The cell culture experiments were performed using normal human skin fibroblasts, i.e., BJ cell line (ATCC, London, UK), as it is known as a good model for the evaluation of wound healing in vitro [33 (link),38 (link),39 (link),40 (link),41 ]. The cells were grown in EMEM medium with an addition of 10% FBS, 100 U/mL penicillin, and 100 μg/mL streptomycin. According to ATCC directions, BJ cells were cultured at 37 °C in a humidified atmosphere of 5% CO₂ and 95% air (Heraeus cytoperm 2, Thermo Scientific, Waltham, MA, USA).
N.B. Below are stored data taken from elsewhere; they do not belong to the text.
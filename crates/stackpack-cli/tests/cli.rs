use std::path::{Path, PathBuf};
use std::process::{Command, Output};

const MANIFEST: &str = r#"
version = "v1"

[plan]
namespace = "shop"

[shared]
vpc = "vpc-0a1b"

[[resources]]
id = "lb-sg"
kind = "security-group"
ingress = 2
egress = 1

[[resources]]
id = "app-sg"
kind = "security-group"
ingress = 1

[[resources.refs]]
target = "lb-sg"
direction = "ingress"

[resources.refs.attributes]
port = 8080

[[resources]]
id = "private-acl"
kind = "network-acl"
rules = 4
subnets = ["subnet-a", "subnet-b"]
"#;

fn stackpack(args: &[&str]) -> Output {
    Command::new(env!("CARGO_BIN_EXE_stackpack"))
        .args(args)
        .env("RUST_LOG", "off")
        .output()
        .expect("failed to run stackpack")
}

fn write(dir: &Path, name: &str, content: &str) -> PathBuf {
    let path = dir.join(name);
    std::fs::write(&path, content).unwrap();
    path
}

#[test]
fn plan_prints_text_report() {
    let dir = tempfile::tempdir().unwrap();
    let path = write(dir.path(), "stackpack.toml", MANIFEST);

    let out = stackpack(&["plan", "--manifest", path.to_str().unwrap()]);
    assert!(out.status.success());

    let stdout = String::from_utf8_lossy(&out.stdout);
    assert!(stdout.contains("PHASE 1"));
    assert!(stdout.contains("app-sg/ingress-0"));
    assert!(stdout.contains("shop-refs"));
}

#[test]
fn plan_emits_json_with_overrides() {
    let dir = tempfile::tempdir().unwrap();
    let path = write(dir.path(), "stackpack.toml", MANIFEST);

    let out = stackpack(&[
        "plan",
        "--manifest",
        path.to_str().unwrap(),
        "--format",
        "json",
        "--namespace",
        "staging",
        "--resource-capacity",
        "5",
    ]);
    assert!(out.status.success());

    let plan: serde_json::Value = serde_json::from_slice(&out.stdout).unwrap();
    assert_eq!(plan["namespace"], "staging");
    // 4 + 2 + 7 under a capacity of 5: the ACL splits into two fragments.
    let phase1 = plan["phase1"].as_array().unwrap();
    assert_eq!(phase1.len(), 4);
    assert_eq!(phase1[0]["name"], "staging-phase1-0");
    assert_eq!(phase1[0]["shared"]["vpc"], "vpc-0a1b");
    assert_eq!(plan["phase2"][0]["name"], "staging-refs");
}

#[test]
fn plan_rejects_non_positive_capacity() {
    let dir = tempfile::tempdir().unwrap();
    let path = write(dir.path(), "stackpack.toml", MANIFEST);

    let out = stackpack(&[
        "plan",
        "--manifest",
        path.to_str().unwrap(),
        "--edge-capacity",
        "-3",
    ]);
    assert!(!out.status.success());
    assert!(String::from_utf8_lossy(&out.stderr).contains("edge_capacity must be at least 1"));
}

#[test]
fn plan_succeeds_with_invalid_reference() {
    let dir = tempfile::tempdir().unwrap();
    let manifest = "version = \"v1\"\n\
        [[resources]]\nid = \"a\"\nkind = \"generic\"\ncost = 1\n\
        [[resources.refs]]\ntarget = \"ghost\"\ndirection = \"egress\"\n";
    let path = write(dir.path(), "stackpack.toml", manifest);

    let out = stackpack(&["plan", "--manifest", path.to_str().unwrap(), "--format", "json"]);
    assert!(out.status.success());

    let plan: serde_json::Value = serde_json::from_slice(&out.stdout).unwrap();
    assert!(plan["phase1"].as_array().unwrap().is_empty());
    assert!(plan["phase2"].as_array().unwrap().is_empty());
    assert_eq!(plan["diagnostics"][0]["severity"], "warning");
}

#[test]
fn validate_reports_summary() {
    let dir = tempfile::tempdir().unwrap();
    let path = write(dir.path(), "stackpack.toml", MANIFEST);

    let out = stackpack(&["validate", "--manifest", path.to_str().unwrap()]);
    assert!(out.status.success());
    let stdout = String::from_utf8_lossy(&out.stdout);
    assert!(stdout.contains("3 resources, 1 references"));
}

#[test]
fn validate_rejects_duplicate_ids() {
    let dir = tempfile::tempdir().unwrap();
    let manifest = "version = \"v1\"\n\
        [[resources]]\nid = \"a\"\nkind = \"generic\"\ncost = 1\n\
        [[resources]]\nid = \"a\"\nkind = \"generic\"\ncost = 2\n";
    let path = write(dir.path(), "stackpack.toml", manifest);

    let out = stackpack(&["validate", "--manifest", path.to_str().unwrap()]);
    assert!(!out.status.success());
    assert!(String::from_utf8_lossy(&out.stderr).contains("duplicate resource id: a"));
}
//! Docker runtime for dev server containers

use async_trait::async_trait;
use bollard::container::{
    Config, CreateContainerOptions, RemoveContainerOptions, StartContainerOptions, Stats,
    StatsOptions, StopContainerOptions,
};
use bollard::errors::Error as BollardError;
use bollard::image::CreateImageOptions;
use bollard::models::{HostConfig, PortBinding};
use bollard::Docker;
use futures::StreamExt;
use std::collections::HashMap;
use std::time::Duration;
use tracing::{debug, info, warn};

use crate::config::{ContainerConfig, PullPolicy};
use crate::container::{ContainerRuntime, ContainerSpec, CpuSample, StatsSnapshot};

/// Label carrying the owning project id
pub const PROJECT_LABEL: &str = "devgate.project";
/// Label carrying the user who started the container
pub const USER_LABEL: &str = "devgate.user";

/// Seconds bollard waits on a single Docker API call
const DOCKER_TIMEOUT_SECS: u64 = 120;

/// Docker-backed [`ContainerRuntime`]
pub struct DockerManager {
    client: Docker,
    pull_policy: PullPolicy,
    network: Option<String>,
    memory_bytes: Option<i64>,
    nano_cpus: Option<i64>,
}

impl DockerManager {
    /// Connect to the Docker daemon and check that it answers.
    ///
    /// Tries, in order: `docker_host` from config, `DOCKER_HOST`, then the
    /// usual socket locations for Linux and desktop installs.
    pub async fn connect(config: &ContainerConfig) -> anyhow::Result<Self> {
        let memory_bytes = config.memory.as_deref().map(parse_memory_limit).transpose()?;
        let nano_cpus = config.cpus.as_deref().map(parse_cpu_limit).transpose()?;

        let client = match config.docker_host.clone().or_else(|| std::env::var("DOCKER_HOST").ok()) {
            Some(host) => Self::connect_to_host(&host).map_err(|e| {
                anyhow::anyhow!("Failed to connect to Docker at '{}': {}", host, e)
            })?,
            None => Self::connect_with_defaults().await?,
        };

        client.ping().await.map_err(|e| {
            anyhow::anyhow!(
                "Docker daemon is not responding: {}. Ensure dockerd, Docker Desktop or Colima is running.",
                e
            )
        })?;

        debug!("Connected to Docker daemon");
        Ok(Self {
            client,
            pull_policy: config.pull_policy.clone(),
            network: config.network.clone(),
            memory_bytes,
            nano_cpus,
        })
    }

    fn connect_to_host(host: &str) -> anyhow::Result<Docker> {
        if let Some(socket_path) = host.strip_prefix("unix://") {
            Ok(Docker::connect_with_socket(
                socket_path,
                DOCKER_TIMEOUT_SECS,
                bollard::API_DEFAULT_VERSION,
            )?)
        } else if host.starts_with("tcp://") || host.starts_with("http://") {
            Ok(Docker::connect_with_http(
                host,
                DOCKER_TIMEOUT_SECS,
                bollard::API_DEFAULT_VERSION,
            )?)
        } else {
            anyhow::bail!(
                "Invalid docker_host '{}'. Expected 'unix:///path/to/socket' or 'tcp://host:port'",
                host
            )
        }
    }

    async fn connect_with_defaults() -> anyhow::Result<Docker> {
        let home = std::env::var("HOME").unwrap_or_default();

        let mut candidates = vec!["/var/run/docker.sock".to_string()];
        if !home.is_empty() {
            candidates.push(format!("{}/.docker/run/docker.sock", home));
            candidates.push(format!("{}/.colima/default/docker.sock", home));
        }

        for path in &candidates {
            if !std::path::Path::new(path).exists() {
                continue;
            }
            match Docker::connect_with_socket(path, DOCKER_TIMEOUT_SECS, bollard::API_DEFAULT_VERSION) {
                Ok(client) if client.ping().await.is_ok() => {
                    debug!(path, "Using Docker socket");
                    return Ok(client);
                }
                Ok(_) => debug!(path, "Docker socket exists but daemon is not responding"),
                Err(e) => debug!(path, error = %e, "Cannot open Docker socket"),
            }
        }

        Docker::connect_with_socket_defaults().map_err(|e| {
            anyhow::anyhow!(
                "Cannot connect to Docker daemon (tried {}). Set DOCKER_HOST or containers.docker_host. Error: {}",
                candidates.join(", "),
                e
            )
        })
    }

    /// Make sure `image` is present locally, honoring the pull policy
    pub async fn ensure_image(&self, image: &str) -> anyhow::Result<()> {
        let present = self.client.inspect_image(image).await.is_ok();
        let pull = match self.pull_policy {
            PullPolicy::Always => true,
            PullPolicy::IfNotPresent => !present,
            PullPolicy::Never if present => false,
            PullPolicy::Never => anyhow::bail!(
                "Image '{}' is not available locally and pull_policy is 'never'",
                image
            ),
        };

        if !pull {
            debug!(image, "Image present locally");
            return Ok(());
        }

        info!(image, "Pulling image");
        let options = CreateImageOptions {
            from_image: image,
            ..Default::default()
        };
        let mut progress = self.client.create_image(Some(options), None, None);
        while let Some(update) = progress.next().await {
            let update = update.map_err(|e| anyhow::anyhow!("Failed to pull image '{}': {}", image, e))?;
            if let Some(error) = update.error {
                anyhow::bail!("Failed to pull image '{}': {}", image, error);
            }
            if let Some(status) = update.status {
                debug!(image, status, "Pull progress");
            }
        }
        info!(image, "Image pulled");
        Ok(())
    }

    fn container_config(&self, spec: &ContainerSpec) -> Config<String> {
        let port_key = format!("{}/tcp", spec.container_port);

        let mut port_bindings: HashMap<String, Option<Vec<PortBinding>>> = HashMap::new();
        port_bindings.insert(
            port_key.clone(),
            Some(vec![PortBinding {
                host_ip: Some("127.0.0.1".to_string()),
                host_port: Some(spec.host_port.to_string()),
            }]),
        );

        let mut exposed_ports: HashMap<String, HashMap<(), ()>> = HashMap::new();
        exposed_ports.insert(port_key, HashMap::new());

        let binds = spec.workspace.as_ref().map(|dir| {
            vec![format!("{}:{}", dir.display(), spec.workspace_mount)]
        });

        let host_config = HostConfig {
            port_bindings: Some(port_bindings),
            network_mode: self.network.clone(),
            memory: self.memory_bytes,
            nano_cpus: self.nano_cpus,
            binds,
            ..Default::default()
        };

        let mut labels = HashMap::new();
        labels.insert(PROJECT_LABEL.to_string(), spec.project_id.clone());
        labels.insert(USER_LABEL.to_string(), spec.user_id.clone());

        Config {
            image: Some(spec.image.clone()),
            cmd: (!spec.command.is_empty()).then(|| spec.command.clone()),
            env: Some(spec.env.iter().map(|(k, v)| format!("{}={}", k, v)).collect()),
            working_dir: spec.workspace.as_ref().map(|_| spec.workspace_mount.clone()),
            exposed_ports: Some(exposed_ports),
            labels: Some(labels),
            host_config: Some(host_config),
            ..Default::default()
        }
    }
}

#[async_trait]
impl ContainerRuntime for DockerManager {
    async fn start(&self, spec: &ContainerSpec) -> anyhow::Result<String> {
        self.ensure_image(&spec.image).await?;

        // A container left behind by a crashed run would hold the name
        self.remove(&spec.name).await?;

        let options = CreateContainerOptions {
            name: spec.name.clone(),
            platform: None,
        };
        let response = self
            .client
            .create_container(Some(options), self.container_config(spec))
            .await
            .map_err(|e| {
                let message = e.to_string();
                if message.contains("port is already allocated") {
                    anyhow::anyhow!("host port {} is already in use", spec.host_port)
                } else {
                    anyhow::anyhow!("failed to create container '{}': {}", spec.name, e)
                }
            })?;
        let container_id = response.id;
        debug!(project_id = %spec.project_id, container_id, "Created container");

        if let Err(e) = self
            .client
            .start_container(&container_id, None::<StartContainerOptions<String>>)
            .await
        {
            if let Err(remove_err) = self.remove(&container_id).await {
                warn!(
                    project_id = %spec.project_id,
                    container_id,
                    error = %remove_err,
                    "Failed to remove container after failed start"
                );
            }
            anyhow::bail!("failed to start container '{}': {}", spec.name, e);
        }

        info!(
            project_id = %spec.project_id,
            container_id,
            image = %spec.image,
            host_port = spec.host_port,
            "Started container"
        );
        Ok(container_id)
    }

    async fn stop(&self, container_id: &str, grace: Duration) -> anyhow::Result<()> {
        let options = StopContainerOptions {
            t: grace.as_secs() as i64,
        };

        match self.client.stop_container(container_id, Some(options)).await {
            Ok(()) => {
                info!(container_id, "Stopped container");
                Ok(())
            }
            // 304: already stopped, 404: already gone
            Err(BollardError::DockerResponseServerError { status_code: 304 | 404, .. }) => {
                debug!(container_id, "Container was not running");
                Ok(())
            }
            Err(e) => Err(anyhow::anyhow!("failed to stop container {}: {}", container_id, e)),
        }
    }

    async fn remove(&self, container: &str) -> anyhow::Result<()> {
        let options = RemoveContainerOptions {
            force: true,
            ..Default::default()
        };

        match self.client.remove_container(container, Some(options)).await {
            Ok(()) => {
                debug!(container, "Removed container");
                Ok(())
            }
            Err(BollardError::DockerResponseServerError { status_code: 404, .. }) => Ok(()),
            // 409: removal already in progress
            Err(BollardError::DockerResponseServerError { status_code: 409, .. }) => {
                warn!(container, "Container removal already in progress");
                Ok(())
            }
            Err(e) => Err(anyhow::anyhow!("failed to remove container {}: {}", container, e)),
        }
    }

    async fn is_running(&self, container_id: &str) -> bool {
        match self.client.inspect_container(container_id, None).await {
            Ok(info) => info.state.and_then(|s| s.running).unwrap_or(false),
            Err(_) => false,
        }
    }

    async fn stats(&self, container_id: &str) -> anyhow::Result<StatsSnapshot> {
        let options = StatsOptions {
            stream: false,
            one_shot: false,
        };
        let mut stream = Box::pin(self.client.stats(container_id, Some(options)));
        let stats = stream
            .next()
            .await
            .ok_or_else(|| anyhow::anyhow!("no stats returned for {}", container_id))??;

        Ok(snapshot_from(&stats))
    }
}

fn snapshot_from(stats: &Stats) -> StatsSnapshot {
    let sample = |cpu: &bollard::container::CPUStats| CpuSample {
        total_usage: cpu.cpu_usage.total_usage,
        system_usage: cpu.system_cpu_usage.unwrap_or(0),
        online_cpus: cpu
            .online_cpus
            .map(|n| n as u32)
            .or_else(|| cpu.cpu_usage.percpu_usage.as_ref().map(|v| v.len() as u32))
            .unwrap_or(1),
    };

    StatsSnapshot {
        memory_bytes: stats.memory_stats.usage.unwrap_or(0),
        cpu: sample(&stats.cpu_stats),
        precpu: sample(&stats.precpu_stats),
    }
}

/// Parse memory limit string (e.g., "512m", "1g") to bytes
pub fn parse_memory_limit(limit: &str) -> anyhow::Result<i64> {
    let normalized = limit.trim().to_lowercase();
    let normalized = normalized.strip_suffix('b').unwrap_or(normalized.as_str());

    let (digits, unit) = match normalized.chars().last() {
        Some('g') => (&normalized[..normalized.len() - 1], 1024 * 1024 * 1024i64),
        Some('m') => (&normalized[..normalized.len() - 1], 1024 * 1024i64),
        Some('k') => (&normalized[..normalized.len() - 1], 1024i64),
        _ => (normalized, 1i64),
    };

    let value: f64 = digits
        .parse()
        .map_err(|_| anyhow::anyhow!("Invalid memory limit: {}", limit))?;
    if value <= 0.0 {
        anyhow::bail!("Memory limit must be positive: {}", limit);
    }

    Ok((value * unit as f64) as i64)
}

/// Parse a CPU count ("0.5", "2") into Docker nano-CPUs
pub fn parse_cpu_limit(cpus: &str) -> anyhow::Result<i64> {
    let count: f64 = cpus
        .trim()
        .parse()
        .map_err(|_| anyhow::anyhow!("Invalid CPU limit: {}", cpus))?;
    if count <= 0.0 {
        anyhow::bail!("CPU limit must be positive: {}", cpus);
    }
    Ok((count * 1_000_000_000.0) as i64)
}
To assess fibroblast response to the tested biomaterials, the liquid extracts from the samples of curdlan-based biomaterials and KALTOSTAT^® specimens were prepared according to ISO 10993-5:2009 standard directions [37 ], as described in Section 2.8. For evaluation of cell viability, extracts were prepared using EMEM supplemented with 2% FBS, while extracts obtained in EMEM with an addition of 10% FBS was applied for estimation of cell proliferation. As a control extract, appropriate EMEM medium (with 2% or 10% FBS) incubated without biomaterials was utilized. The ISO 10993-5:2009 standard guidelines [37 ] are commonly applied for the evaluation of biological properties in vitro of biomaterials with biomedical potential [33 (link),34 (link),42 (link),43 (link),44 (link)].